Data for the task.
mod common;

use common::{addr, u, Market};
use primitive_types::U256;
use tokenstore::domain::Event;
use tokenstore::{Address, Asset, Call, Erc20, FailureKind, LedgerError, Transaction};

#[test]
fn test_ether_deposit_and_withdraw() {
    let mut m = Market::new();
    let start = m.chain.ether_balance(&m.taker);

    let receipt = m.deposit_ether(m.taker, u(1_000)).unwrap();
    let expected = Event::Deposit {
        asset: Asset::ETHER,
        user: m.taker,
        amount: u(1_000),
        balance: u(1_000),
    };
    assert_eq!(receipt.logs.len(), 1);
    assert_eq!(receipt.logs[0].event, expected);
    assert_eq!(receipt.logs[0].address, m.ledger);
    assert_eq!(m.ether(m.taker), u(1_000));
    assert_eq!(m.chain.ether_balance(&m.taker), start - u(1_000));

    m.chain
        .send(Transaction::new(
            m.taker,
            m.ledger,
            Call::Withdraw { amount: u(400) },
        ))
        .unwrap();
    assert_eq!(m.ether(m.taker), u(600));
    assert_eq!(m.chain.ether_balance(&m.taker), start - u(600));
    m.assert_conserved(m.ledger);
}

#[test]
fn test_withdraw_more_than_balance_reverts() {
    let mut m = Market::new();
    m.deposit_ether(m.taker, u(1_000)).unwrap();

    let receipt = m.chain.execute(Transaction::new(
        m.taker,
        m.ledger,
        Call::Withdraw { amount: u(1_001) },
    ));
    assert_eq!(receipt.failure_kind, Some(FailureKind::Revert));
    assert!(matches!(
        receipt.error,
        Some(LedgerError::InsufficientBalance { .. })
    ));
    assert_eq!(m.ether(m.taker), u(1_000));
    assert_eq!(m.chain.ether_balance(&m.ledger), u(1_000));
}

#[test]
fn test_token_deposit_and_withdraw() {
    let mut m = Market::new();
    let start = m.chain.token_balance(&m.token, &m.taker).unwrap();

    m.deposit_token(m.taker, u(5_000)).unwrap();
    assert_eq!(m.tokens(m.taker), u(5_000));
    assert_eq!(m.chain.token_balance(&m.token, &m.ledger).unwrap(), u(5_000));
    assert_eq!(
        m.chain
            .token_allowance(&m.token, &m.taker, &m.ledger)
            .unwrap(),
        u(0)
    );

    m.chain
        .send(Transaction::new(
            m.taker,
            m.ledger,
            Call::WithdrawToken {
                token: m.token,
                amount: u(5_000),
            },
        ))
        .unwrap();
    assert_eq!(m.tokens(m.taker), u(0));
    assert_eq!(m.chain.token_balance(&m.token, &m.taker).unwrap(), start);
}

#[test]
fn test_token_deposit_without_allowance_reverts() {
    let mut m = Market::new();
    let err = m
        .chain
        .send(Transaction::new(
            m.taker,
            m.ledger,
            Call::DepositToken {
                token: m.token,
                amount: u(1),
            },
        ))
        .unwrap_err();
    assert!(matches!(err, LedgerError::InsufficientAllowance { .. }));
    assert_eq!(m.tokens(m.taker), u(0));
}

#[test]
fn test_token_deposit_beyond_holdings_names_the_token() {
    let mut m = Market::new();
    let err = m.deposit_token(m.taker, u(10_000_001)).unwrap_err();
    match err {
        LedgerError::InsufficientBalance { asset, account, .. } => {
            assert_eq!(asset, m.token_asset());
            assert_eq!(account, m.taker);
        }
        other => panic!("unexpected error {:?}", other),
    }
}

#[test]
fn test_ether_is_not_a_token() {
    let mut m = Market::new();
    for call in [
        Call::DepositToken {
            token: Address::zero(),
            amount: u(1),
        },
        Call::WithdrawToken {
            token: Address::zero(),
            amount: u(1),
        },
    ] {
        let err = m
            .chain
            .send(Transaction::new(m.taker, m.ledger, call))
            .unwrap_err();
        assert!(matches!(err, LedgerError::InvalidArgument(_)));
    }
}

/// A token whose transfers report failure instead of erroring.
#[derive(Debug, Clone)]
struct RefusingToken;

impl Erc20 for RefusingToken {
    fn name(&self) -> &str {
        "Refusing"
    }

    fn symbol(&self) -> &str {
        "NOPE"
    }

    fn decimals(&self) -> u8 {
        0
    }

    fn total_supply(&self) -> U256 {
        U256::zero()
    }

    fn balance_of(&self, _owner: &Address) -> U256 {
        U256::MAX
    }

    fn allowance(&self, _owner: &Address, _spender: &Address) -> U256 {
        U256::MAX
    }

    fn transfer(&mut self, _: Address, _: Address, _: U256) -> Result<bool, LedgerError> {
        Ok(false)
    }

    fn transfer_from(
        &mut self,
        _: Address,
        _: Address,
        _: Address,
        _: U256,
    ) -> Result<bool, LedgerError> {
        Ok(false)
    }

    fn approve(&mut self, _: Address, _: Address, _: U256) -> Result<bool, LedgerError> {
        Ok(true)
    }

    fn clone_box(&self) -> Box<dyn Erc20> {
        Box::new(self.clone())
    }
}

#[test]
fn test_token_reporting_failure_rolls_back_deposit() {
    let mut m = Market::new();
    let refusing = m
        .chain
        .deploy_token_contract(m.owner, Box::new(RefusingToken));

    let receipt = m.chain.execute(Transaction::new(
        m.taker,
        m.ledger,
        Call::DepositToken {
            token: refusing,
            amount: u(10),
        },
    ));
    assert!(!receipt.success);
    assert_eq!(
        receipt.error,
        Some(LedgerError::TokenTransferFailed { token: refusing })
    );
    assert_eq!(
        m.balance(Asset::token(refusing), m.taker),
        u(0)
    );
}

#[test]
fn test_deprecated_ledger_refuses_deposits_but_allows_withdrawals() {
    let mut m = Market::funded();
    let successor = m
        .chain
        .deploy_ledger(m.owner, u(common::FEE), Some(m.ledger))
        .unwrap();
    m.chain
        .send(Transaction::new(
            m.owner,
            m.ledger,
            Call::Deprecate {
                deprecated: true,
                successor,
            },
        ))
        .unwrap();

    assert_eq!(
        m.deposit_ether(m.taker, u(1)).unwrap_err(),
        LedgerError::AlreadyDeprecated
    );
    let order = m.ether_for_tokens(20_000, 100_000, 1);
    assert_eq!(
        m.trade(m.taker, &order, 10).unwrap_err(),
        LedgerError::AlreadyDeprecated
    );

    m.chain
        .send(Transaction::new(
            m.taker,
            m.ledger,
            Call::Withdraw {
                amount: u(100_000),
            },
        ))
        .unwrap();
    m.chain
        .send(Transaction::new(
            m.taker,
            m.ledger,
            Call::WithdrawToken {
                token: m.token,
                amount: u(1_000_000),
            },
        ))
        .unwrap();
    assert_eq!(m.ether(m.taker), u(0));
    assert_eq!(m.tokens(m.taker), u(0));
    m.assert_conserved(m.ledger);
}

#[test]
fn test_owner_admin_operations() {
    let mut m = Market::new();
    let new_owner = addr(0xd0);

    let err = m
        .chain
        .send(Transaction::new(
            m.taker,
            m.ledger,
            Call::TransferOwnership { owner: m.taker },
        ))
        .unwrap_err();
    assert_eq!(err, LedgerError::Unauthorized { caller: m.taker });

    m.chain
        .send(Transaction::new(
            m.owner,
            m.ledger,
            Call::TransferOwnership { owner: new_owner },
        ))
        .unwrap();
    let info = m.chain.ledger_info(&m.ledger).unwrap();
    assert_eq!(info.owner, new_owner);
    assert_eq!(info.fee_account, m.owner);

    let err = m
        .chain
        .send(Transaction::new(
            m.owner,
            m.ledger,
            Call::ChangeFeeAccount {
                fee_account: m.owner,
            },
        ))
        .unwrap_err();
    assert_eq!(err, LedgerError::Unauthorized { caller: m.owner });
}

Exercise goal.
The whole listing should be transcribed word for word.

Written reply.
mod common;

use common::{addr, u, Market};
use primitive_types::U256;
use tokenstore::domain::Event;
use tokenstore::{Address, Asset, Call, Erc20, FailureKind, LedgerError, Transaction};

#[test]
fn test_ether_deposit_and_withdraw() {
    let mut m = Market::new();
    let start = m.chain.ether_balance(&m.taker);

    let receipt = m.deposit_ether(m.taker, u(1_000)).unwrap();
    let expected = Event::Deposit {
        asset: Asset::ETHER,
        user: m.taker,
        amount: u(1_000),
        balance: u(1_000),
    };
    assert_eq!(receipt.logs.len(), 1);
    assert_eq!(receipt.logs[0].event, expected);
    assert_eq!(receipt.logs[0].address, m.ledger);
    assert_eq!(m.ether(m.taker), u(1_000));
    assert_eq!(m.chain.ether_balance(&m.taker), start - u(1_000));

    m.chain
        .send(Transaction::new(
            m.taker,
            m.ledger,
            Call::Withdraw { amount: u(400) },
        ))
        .unwrap();
    assert_eq!(m.ether(m.taker), u(600));
    assert_eq!(m.chain.ether_balance(&m.taker), start - u(600));
    m.assert_conserved(m.ledger);
}

#[test]
fn test_withdraw_more_than_balance_reverts() {
    let mut m = Market::new();
    m.deposit_ether(m.taker, u(1_000)).unwrap();

    let receipt = m.chain.execute(Transaction::new(
        m.taker,
        m.ledger,
        Call::Withdraw { amount: u(1_001) },
    ));
    assert_eq!(receipt.failure_kind, Some(FailureKind::Revert));
    assert!(matches!(
        receipt.error,
        Some(LedgerError::InsufficientBalance { .. })
    ));
    assert_eq!(m.ether(m.taker), u(1_000));
    assert_eq!(m.chain.ether_balance(&m.ledger), u(1_000));
}

#[test]
fn test_token_deposit_and_withdraw() {
    let mut m = Market::new();
    let start = m.chain.token_balance(&m.token, &m.taker).unwrap();

    m.deposit_token(m.taker, u(5_000)).unwrap();
    assert_eq!(m.tokens(m.taker), u(5_000));
    assert_eq!(m.chain.token_balance(&m.token, &m.ledger).unwrap(), u(5_000));
    assert_eq!(
        m.chain
            .token_allowance(&m.token, &m.taker, &m.ledger)
            .unwrap(),
        u(0)
    );

    m.chain
        .send(Transaction::new(
            m.taker,
            m.ledger,
            Call::WithdrawToken {
                token: m.token,
                amount: u(5_000),
            },
        ))
        .unwrap();
    assert_eq!(m.tokens(m.taker), u(0));
    assert_eq!(m.chain.token_balance(&m.token, &m.taker).unwrap(), start);
}

#[test]
fn test_token_deposit_without_allowance_reverts() {
    let mut m = Market::new();
    let err = m
        .chain
        .send(Transaction::new(
            m.taker,
            m.ledger,
            Call::DepositToken {
                token: m.token,
                amount: u(1),
            },
        ))
        .unwrap_err();
    assert!(matches!(err, LedgerError::InsufficientAllowance { .. }));
    assert_eq!(m.tokens(m.taker), u(0));
}

#[test]
fn test_token_deposit_beyond_holdings_names_the_token() {
    let mut m = Market::new();
    let err = m.deposit_token(m.taker, u(10_000_001)).unwrap_err();
    match err {
        LedgerError::InsufficientBalance { asset, account, .. } => {
            assert_eq!(asset, m.token_asset());
            assert_eq!(account, m.taker);
        }
        other => panic!("unexpected error {:?}", other),
    }
}

#[test]
fn test_ether_is_not_a_token() {
    let mut m = Market::new();
    for call in [
        Call::DepositToken {
            token: Address::zero(),
            amount: u(1),
        },
        Call::WithdrawToken {
            token: Address::zero(),
            amount: u(1),
        },
    ] {
        let err = m
            .chain
            .send(Transaction::new(m.taker, m.ledger, call))
            .unwrap_err();
        assert!(matches!(err, LedgerError::InvalidArgument(_)));
    }
}

/// A token whose transfers report failure instead of erroring.
#[derive(Debug, Clone)]
struct RefusingToken;

impl Erc20 for RefusingToken {
    fn name(&self) -> &str {
        "Refusing"
    }

    fn symbol(&self) -> &str {
        "NOPE"
    }

    fn decimals(&self) -> u8 {
        0
    }

    fn total_supply(&self) -> U256 {
        U256::zero()
    }

    fn balance_of(&self, _owner: &Address) -> U256 {
        U256::MAX
    }

    fn allowance(&self, _owner: &Address, _spender: &Address) -> U256 {
        U256::MAX
    }

    fn transfer(&mut self, _: Address, _: Address, _: U256) -> Result<bool, LedgerError> {
        Ok(false)
    }

    fn transfer_from(
        &mut self,
        _: Address,
        _: Address,
        _: Address,
        _: U256,
    ) -> Result<bool, LedgerError> {
        Ok(false)
    }

    fn approve(&mut self, _: Address, _: Address, _: U256) -> Result<bool, LedgerError> {
        Ok(true)
    }

    fn clone_box(&self) -> Box<dyn Erc20> {
        Box::new(self.clone())
    }
}

#[test]
fn test_token_reporting_failure_rolls_back_deposit() {
    let mut m = Market::new();
    let refusing = m
        .chain
        .deploy_token_contract(m.owner, Box::new(RefusingToken));

    let receipt = m.chain.execute(Transaction::new(
        m.taker,
        m.ledger,
        Call::DepositToken {
            token: refusing,
            amount: u(10),
        },
    ));
    assert!(!receipt.success);
    assert_eq!(
        receipt.error,
        Some(LedgerError::TokenTransferFailed { token: refusing })
    );
    assert_eq!(
        m.balance(Asset::token(refusing), m.taker),
        u(0)
    );
}

#[test]
fn test_deprecated_ledger_refuses_deposits_but_allows_withdrawals() {
    let mut m = Market::funded();
    let successor = m
        .chain
        .deploy_ledger(m.owner, u(common::FEE), Some(m.ledger))
        .unwrap();
    m.chain
        .send(Transaction::new(
            m.owner,
            m.ledger,
            Call::Deprecate {
                deprecated: true,
                successor,
            },
        ))
        .unwrap();

    assert_eq!(
        m.deposit_ether(m.taker, u(1)).unwrap_err(),
        LedgerError::AlreadyDeprecated
    );
    let order = m.ether_for_tokens(20_000, 100_000, 1);
    assert_eq!(
        m.trade(m.taker, &order, 10).unwrap_err(),
        LedgerError::AlreadyDeprecated
    );

    m.chain
        .send(Transaction::new(
            m.taker,
            m.ledger,
            Call::Withdraw {
                amount: u(100_000),
            },
        ))
        .unwrap();
    m.chain
        .send(Transaction::new(
            m.taker,
            m.ledger,
            Call::WithdrawToken {
                token: m.token,
                amount: u(1_000_000),
            },
        ))
        .unwrap();
    assert_eq!(m.ether(m.taker), u(0));
    assert_eq!(m.tokens(m.taker), u(0));
    m.assert_conserved(m.ledger);
}

#[test]
fn test_owner_admin_operations() {
    let mut m = Market::new();
    let new_owner = addr(0xd0);

    let err = m
        .chain
        .send(Transaction::new(
            m.taker,
            m.ledger,
            Call::TransferOwnership { owner: m.taker },
        ))
        .unwrap_err();
    assert_eq!(err, LedgerError::Unauthorized { caller: m.taker });

    m.chain
        .send(Transaction::new(
            m.owner,
            m.ledger,
            Call::TransferOwnership { owner: new_owner },
        ))
        .unwrap();
    let info = m.chain.ledger_info(&m.ledger).unwrap();
    assert_eq!(info.owner, new_owner);
    assert_eq!(info.fee_account, m.owner);

    let err = m
        .chain
        .send(Transaction::new(
            m.owner,
            m.ledger,
            Call::ChangeFeeAccount {
                fee_account: m.owner,
            },
        ))
        .unwrap_err();
    assert_eq!(err, LedgerError::Unauthorized { caller: m.owner });
}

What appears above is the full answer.